1. I understand that my computer sign-on is my own individual, personal code for gaining access into University of
Kansas Hospital Authority Computer Systems (e.g. SMS, Centricity, Logician, PACS, Tracemaster, etc.) and I agree
that I will not share my login ID and/or password with anyone.
2. My computer sign-on allows me to access only such information which I have been authorized to use to perform
my job responsibilities and I agree that I will only use my computer access as appropriate in order to carry out my
assigned duties.
3. I understand that my computer sign-on and my electronic signature or initials, if applicable, act as my personal
signature, as if I had signed a paper document, when performing all computer activities and is legally binding as my
authorized personal signature.
4. I understand that the information I access through hospital systems is privileged, and/or confidential, and is to be
used only in the performance of job-related or patient-related activities. I agree that I will not divulge confidential
information unless requested to do so by my supervisor or other authorized personnel in the performance of my job
duties or as required by law.
5. I understand that it is a violation of the University of Kansas Hospital’s Medical Record Ownership and
Accessibility Policy to print any confidential information remotely (for example, home, hotel, or any off-site
printer). I agree not to print confidential information remotely.
6. I am responsible for notifying my Human Resources department should I undergo a name change. That way the
sign-on will be kept accurate at all times. I will also notify HIPAA Commitment at extension 5-5490 if I have reason
to believe there may be a breach of confidentiality and/or I have reason to believe someone has accessed and/or is
using my or any other person’s password so that the appropriate action may be taken.
7. I must sign off of a computer system if I leave the computer terminal for any period of time. I understand that
failure to sign off of a Hospital computer system is a violation of the University of Kansas Hospital Authority’s
confidentiality and patient privacy policies. I am responsible for all information accessed with my sign-on.
8. Any user (i.e. employee, staff, student or volunteer), or vendor employee (i.e. Business Associate), viewing
patient information in the course of their job duties must agree to maintain the confidentiality of this information. In
addition, I agree that no medical record is to be removed from the KUMC campus.

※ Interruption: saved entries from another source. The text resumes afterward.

//! Periodic expiry task
//!
//! Runs [`ExpiryReaper::sweep`] on a fixed interval until its stop signal
//! flips. The first sweep happens one full interval after spawning.

use std::sync::atomic::{AtomicU64, Ordering};
use std::sync::Arc;

use tokio::sync::watch;
use tokio::task::JoinHandle;
use tokio::time::{interval_at, Duration, Instant, MissedTickBehavior};
use tracing::{debug, error, info, warn};
use vanish_core::ExpiryReaper;

// ----------------------------------------------------------------------------
// Reaper Task
// ----------------------------------------------------------------------------

/// Background task sweeping inactive identities
pub struct ReaperTask {
    reaper: ExpiryReaper,
    sweep_interval: Duration,
    shutdown: watch::Receiver<bool>,
    sweeps_completed: Arc<AtomicU64>,
}

impl ReaperTask {
    /// Spawn the task on the current tokio runtime
    pub fn spawn(reaper: ExpiryReaper, sweep_interval: Duration) -> ReaperHandle {
        let (shutdown_sender, shutdown) = watch::channel(false);
        let sweeps_completed = Arc::new(AtomicU64::new(0));

        let task = Self {
            reaper,
            sweep_interval,
            shutdown,
            sweeps_completed: sweeps_completed.clone(),
        };
        let join_handle = tokio::spawn(task.run());

        ReaperHandle {
            shutdown: shutdown_sender,
            join_handle,
            sweeps_completed,
        }
    }

    async fn run(mut self) {
        info!(
            "Expiry reaper starting (interval {:?}, threshold {:?})",
            self.sweep_interval,
            self.reaper.threshold()
        );

        let mut ticker = interval_at(Instant::now() + self.sweep_interval, self.sweep_interval);
        ticker.set_missed_tick_behavior(MissedTickBehavior::Delay);

        loop {
            tokio::select! {
                _ = ticker.tick() => {
                    match self.reaper.sweep() {
                        Ok(0) => {}
                        Ok(erased) => info!("Expired {} inactive identities", erased),
                        Err(e) => error!("Expiry sweep failed: {}", e),
                    }
                    self.sweeps_completed.fetch_add(1, Ordering::SeqCst);
                }
                changed = self.shutdown.changed() => {
                    if changed.is_err() || *self.shutdown.borrow() {
                        debug!("Expiry reaper received stop signal");
                        break;
                    }
                }
            }
        }

        info!("Expiry reaper stopped");
    }
}

// ----------------------------------------------------------------------------
// Reaper Handle
// ----------------------------------------------------------------------------

/// Handle to a running [`ReaperTask`]
///
/// Dropping the handle also stops the task.
#[derive(Debug)]
pub struct ReaperHandle {
    shutdown: watch::Sender<bool>,
    join_handle: JoinHandle<()>,
    sweeps_completed: Arc<AtomicU64>,
}

impl ReaperHandle {
    /// Number of sweeps finished so far
    pub fn sweeps_completed(&self) -> u64 {
        self.sweeps_completed.load(Ordering::SeqCst)
    }

    pub fn is_finished(&self) -> bool {
        self.join_handle.is_finished()
    }

    /// Signal the task to stop and wait for it to exit
    pub async fn stop(self) {
        let _ = self.shutdown.send(true);
        if let Err(e) = self.join_handle.await {
            warn!("Expiry reaper exited abnormally: {}", e);
        }
    }
}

I have read this agreement and by signing below I agree to comply with the policies as stated. I understand if I share
my sign-on, use someone else’s sign-on, or fail to comply with this Agreement or any of the Hospital’s
confidentiality or patient privacy policies, I will be committing a breach of hospital policy. I understand that I must
not disclose confidential information, except, as such disclosure is part of the performance of job duties. I further
understand that inappropriate disclosure and/or access of confidential information or any breach of University of
Kansas Hospital Authority confidentiality and privacy policies will result in disciplinary action including possible
loss of access to Hospital Computer Systems and possible termination. My agreement to the above shall continue
even after I leave association with the Hospital or its affiliates.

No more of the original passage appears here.